Measure What Matters

Measure What Matters

EXCERPT: An expert on school reform assesses the state of assessment in public education.

John Merrow ’63 | Nov - Dec 2017

The maxim “Measure What Matters” could be a bumper sticker, because it’s unambiguous: First, figure out what we care about in education and then develop ways of measuring those skills. While that sounds simple, it might not be easy: It requires us to define just what ‘success’ means when it comes to schooling. What do we want our children and grandchildren, and other people’s children and grandchildren, to be good at? It would be short-sighted to think only of those we share blood ties with because other people’s children and grandchildren will, as adults, be fixing the gas leak at your neighbor’s home, monitoring your IV drip in the hospital, and maintaining the jet engines on the planes you fly on.

Right now most school systems do the opposite of “Measure What Matters,” valuing instead what’s easy (and inexpensive) to measure. But it may be about more than saving money, because the strong supporters of ‘School Reform’ tend to endorse and support what I call the “test and punish” approach, with teachers as the target. For these folks, cheap tests are just fine. This policy of judging teachers based almost solely on student test scores has poisoned learning by turning it into a “gotcha” game.

A healthier approach would be “assess to improve,” with assessment being a tool to help both students and teachers get better. The contrast between “assess to improve” and “test and punish” could not be starker.

Whenever anyone talks seriously about redesigning schools, opponents of change drag out a familiar straw man, “Maybe everyone hates these tests, but how will we measure academic progress if we abandon testing?” No serious proponent of change is opposed to evaluating learning. While academic learning must not be understood as the only goal, its importance cannot be overlooked or dismissed. Yes, the unwarranted emphasis on costly and time-consuming standardized testing distorts the process of teaching and learning in schools, but the public and parents have the right to know what students are learning. We must have measures of learning—that is, tests—but they must be valid, reliable measures of genuine learning.[i]

The multiple-choice questions on standardized, machine-scored tests are not designed to measure diligence, honesty, tolerance, fairness, and compassion, which are the values and attitudes that parents repeatedly say they want their children to possess. Parents want their kids to be well rounded; to develop the skills they need to continue learning on their own; and to become good citizens, productive workers, and fulfilled human beings. Most employers would probably agree. So, if those attributes, skills and behaviors matter, we must determine how to measure them.

My argument is that a new approach must seek to find out how each child is intelligent, replacing the current question, “How smart are you?” Today’s system uses tests (and race and parental income) to sort children into groups (which are not but might as well be called ‘winners’ and ‘losers’). We need to determine what matters most and then—and only then—develop measures to assess progress toward those outcomes. Or, as some advocates express it, we need to measure what we value, instead of valuing what we measure.
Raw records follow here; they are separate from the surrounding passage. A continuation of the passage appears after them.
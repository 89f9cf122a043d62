//! Sizing and dispatch optimisation for behind-the-meter energy systems.
//!
//! Given a known consumption profile, the crate sizes a grid connection, optional
//! battery storage and optional photovoltaic generation to minimise the total
//! annualised cost of serving the load, trading peak-demand charges against
//! investment in flexibility assets ("peak shaving"). The whole pipeline is an
//! in-memory computation: a validated [`config::Config`] goes in, a named
//! [`results::OptimizationResults`] record comes out.
#![warn(missing_docs)]
pub mod analysis;
pub mod config;
pub mod error;
pub mod finance;
pub mod horizon;
pub mod log;
pub mod optimisation;
pub mod results;
pub mod solver;
pub mod units;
Too Much Money . . . and Too Little
Paradoxically, public education spends too much money overall and too little on testing and assessment. Basically, our school districts and states buy lots of cheap tests and administer them to every student in grades 3 through 10, and sometimes in the grades above and below those. The bill for this comes to tens of billions of dollars a year, according to FairTest. How much varies widely from state to state. “We find that the 45 states from which we obtained data spend a combined $669 million per year on their primary assessment contracts, or $27 per pupil in grades 3-9, with six testing vendors accounting for 89 percent of this total. Per pupil spending varies significantly across states, with Oregon ($13 per student), Georgia ($14), and California ($16) among the lowest-spending states, and Massachusetts ($64), Delaware ($73), and Hawaii ($105) among the highest spending,” wrote Matthew Chingos in a 2012 report.[ii]

But to put the highest number, Hawaii’s $105, in perspective, consider how much you might spend having your car “assessed” every year. I drive a 2002 Toyota 4Runner (which I bought used in 2010 for $12,000), and the annual tune-up costs about $200. Ironically, I bought the car in California, which spends less than $20 per child on state assessments—not even 10 percent of what I spend assessing my car’s condition!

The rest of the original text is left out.